───── STUDY MATERIAL
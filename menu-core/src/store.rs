//! Storage abstraction for menu items.
//!
//! # Design
//! `ItemStore` is the narrow seam between the service and whatever holds the
//! data: exactly five operations, all keyed by the item id. The default
//! implementation is an in-memory map guarded by an async `RwLock`; per-call
//! atomicity is the only guarantee, so concurrent writes to the same id race
//! and the last write wins.

use std::collections::HashMap;

use async_trait::async_trait;
use tokio::sync::RwLock;

use crate::error::StoreError;
use crate::item::Item;

/// Process-lifetime mapping from id to [`Item`].
#[async_trait]
pub trait ItemStore: Send + Sync {
    /// Insert or overwrite a batch of items. Used to seed defaults at startup.
    async fn save_all(&self, items: Vec<Item>) -> Result<(), StoreError>;

    /// Insert or overwrite the item at its id; returns the stored item.
    async fn save(&self, item: Item) -> Result<Item, StoreError>;

    async fn find_by_id(&self, id: i64) -> Result<Option<Item>, StoreError>;

    /// Every stored item; iteration order is unspecified.
    async fn find_all(&self) -> Result<Vec<Item>, StoreError>;

    /// Remove the entry if present. Absent ids are not an error.
    async fn delete_by_id(&self, id: i64) -> Result<(), StoreError>;
}

/// In-memory [`ItemStore`]. State lives only as long as the process.
#[derive(Debug, Default)]
pub struct InMemoryStore {
    items: RwLock<HashMap<i64, Item>>,
}

impl InMemoryStore {
    pub fn new() -> Self {
        Self::default()
    }
}

#[async_trait]
impl ItemStore for InMemoryStore {
    async fn save_all(&self, items: Vec<Item>) -> Result<(), StoreError> {
        let mut map = self.items.write().await;
        for item in items {
            map.insert(item.id, item);
        }
        Ok(())
    }

    async fn save(&self, item: Item) -> Result<Item, StoreError> {
        self.items.write().await.insert(item.id, item.clone());
        Ok(item)
    }

    async fn find_by_id(&self, id: i64) -> Result<Option<Item>, StoreError> {
        Ok(self.items.read().await.get(&id).cloned())
    }

    async fn find_all(&self) -> Result<Vec<Item>, StoreError> {
        Ok(self.items.read().await.values().cloned().collect())
    }

    async fn delete_by_id(&self, id: i64) -> Result<(), StoreError> {
        self.items.write().await.remove(&id);
        Ok(())
    }
}
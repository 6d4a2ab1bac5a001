use tokio::net::TcpListener;
use tracing_subscriber::EnvFilter;

#[tokio::main]
async fn main() -> anyhow::Result<()> {
    tracing_subscriber::fmt()
        .with_env_filter(
            EnvFilter::try_from_default_env().unwrap_or_else(|_| EnvFilter::new("info")),
        )
        .init();

    let port = std::env::var("PORT").unwrap_or_else(|_| "8080".to_string());
    let addr = format!("127.0.0.1:{port}");
    let listener = TcpListener::bind(&addr).await?;
    tracing::info!("menu service listening on {addr}");
    menu_server::run(listener).await
}
//! Error types for the storage layer.
//!
//! # Design
//! The in-memory store never fails, but the `ItemStore` trait is written for
//! swappable backends, so every operation returns `Result<_, StoreError>`.
//! A disk- or network-backed implementation can surface its failures through
//! the same signature without changing the service layer.

use thiserror::Error;

/// Errors surfaced by `ItemStore` implementations.
#[derive(Debug, Error)]
pub enum StoreError {
    /// The backing store could not complete the operation.
    #[error("storage backend error: {0}")]
    Backend(String),
}
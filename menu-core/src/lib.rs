//! Domain core for the menu service.
//!
//! # Overview
//! Holds everything below the HTTP layer: the `Item` record and its request
//! DTOs, the five-operation `ItemStore` abstraction with its in-memory
//! implementation, and the `ItemService` that owns id generation, startup
//! seeding, and merge-on-update policy.
//!
//! # Design
//! - `ItemStore` is an object-safe async trait so a persistent backend can
//!   replace the in-memory map without touching the service layer.
//! - `ItemService` is constructed explicitly with an injected store — plain
//!   parameter passing, no framework wiring.
//! - DTOs are defined independently of the web framework; the server crate
//!   only wraps them in extractors.

pub mod error;
pub mod item;
pub mod service;
pub mod store;

pub use error::StoreError;
pub use item::{Item, NewItem, UpdateItem};
pub use service::{ItemService, Upsert};
pub use store::{InMemoryStore, ItemStore};
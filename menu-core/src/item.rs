//! Domain record and request DTOs for the menu API.
//!
//! # Design
//! `Item` is the stored shape; `NewItem` and `UpdateItem` are the create and
//! update payloads. Keeping them separate lets the create path require a name
//! while the update path treats every field as optional, and guarantees that
//! a client-supplied `id` in a request body is never honored — ids are
//! assigned server-side only.

use serde::{Deserialize, Serialize};

/// A single menu item as stored and returned by the API.
#[derive(Debug, Clone, Serialize, Deserialize, PartialEq, Eq)]
pub struct Item {
    /// Unique identifier, immutable once assigned. Also the storage key.
    pub id: i64,
    pub name: String,
    /// Price in minor currency units (cents).
    pub price: i64,
    pub description: String,
    /// URL of the item's image.
    pub image: String,
}

/// Request payload for creating a new item. Any `id` in the body is ignored;
/// the service assigns one.
#[derive(Debug, Clone, Serialize, Deserialize)]
pub struct NewItem {
    pub name: String,
    #[serde(default)]
    pub price: i64,
    #[serde(default)]
    pub description: String,
    #[serde(default)]
    pub image: String,
}

/// Request payload for updating an existing item. Only the fields present in
/// the JSON are applied; omitted fields remain unchanged on the server.
#[derive(Debug, Clone, Default, Serialize, Deserialize)]
pub struct UpdateItem {
    #[serde(skip_serializing_if = "Option::is_none")]
    pub name: Option<String>,
    #[serde(skip_serializing_if = "Option::is_none")]
    pub price: Option<i64>,
    #[serde(skip_serializing_if = "Option::is_none")]
    pub description: Option<String>,
    #[serde(skip_serializing_if = "Option::is_none")]
    pub image: Option<String>,
}

impl Item {
    /// Merge `update` into this item, keeping the id. String fields that are
    /// absent or empty in `update` are left unchanged, as is an absent price.
    pub fn merged_with(mut self, update: UpdateItem) -> Item {
        if let Some(name) = non_empty(update.name) {
            self.name = name;
        }
        if let Some(price) = update.price {
            self.price = price;
        }
        if let Some(description) = non_empty(update.description) {
            self.description = description;
        }
        if let Some(image) = non_empty(update.image) {
            self.image = image;
        }
        self
    }
}

impl From<UpdateItem> for NewItem {
    /// Fallback conversion for update-or-create: missing fields take their
    /// defaults.
    fn from(update: UpdateItem) -> Self {
        NewItem {
            name: update.name.unwrap_or_default(),
            price: update.price.unwrap_or_default(),
            description: update.description.unwrap_or_default(),
            image: update.image.unwrap_or_default(),
        }
    }
}

fn non_empty(field: Option<String>) -> Option<String> {
    field.filter(|value| !value.is_empty())
}
//! Error type for the HTTP handlers.
//!
//! # Design
//! `NotFound` gets a dedicated variant because absence is the only
//! domain-level failure in this API: a GET for an unknown id maps to 404
//! with an empty body. Everything else a handler can hit is a storage
//! failure, which maps to a bare 500 after being logged.

use axum::http::StatusCode;
use axum::response::{IntoResponse, Response};
use menu_core::StoreError;
use thiserror::Error;

/// Errors returned by the menu API handlers.
#[derive(Debug, Error)]
pub enum ApiError {
    /// The requested item does not exist.
    #[error("item not found")]
    NotFound,

    #[error(transparent)]
    Store(#[from] StoreError),
}

impl IntoResponse for ApiError {
    fn into_response(self) -> Response {
        match self {
            ApiError::NotFound => StatusCode::NOT_FOUND.into_response(),
            ApiError::Store(err) => {
                tracing::error!(error = %err, "storage failure");
                StatusCode::INTERNAL_SERVER_ERROR.into_response()
            }
        }
    }
}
──────────
§ PROBLEM TO SOLVE
Find each line in the data above with the word "same", then copy it.

§ REPLY
//! atomicity is the only guarantee, so concurrent writes to the same id race
//! the same signature without changing the service layer.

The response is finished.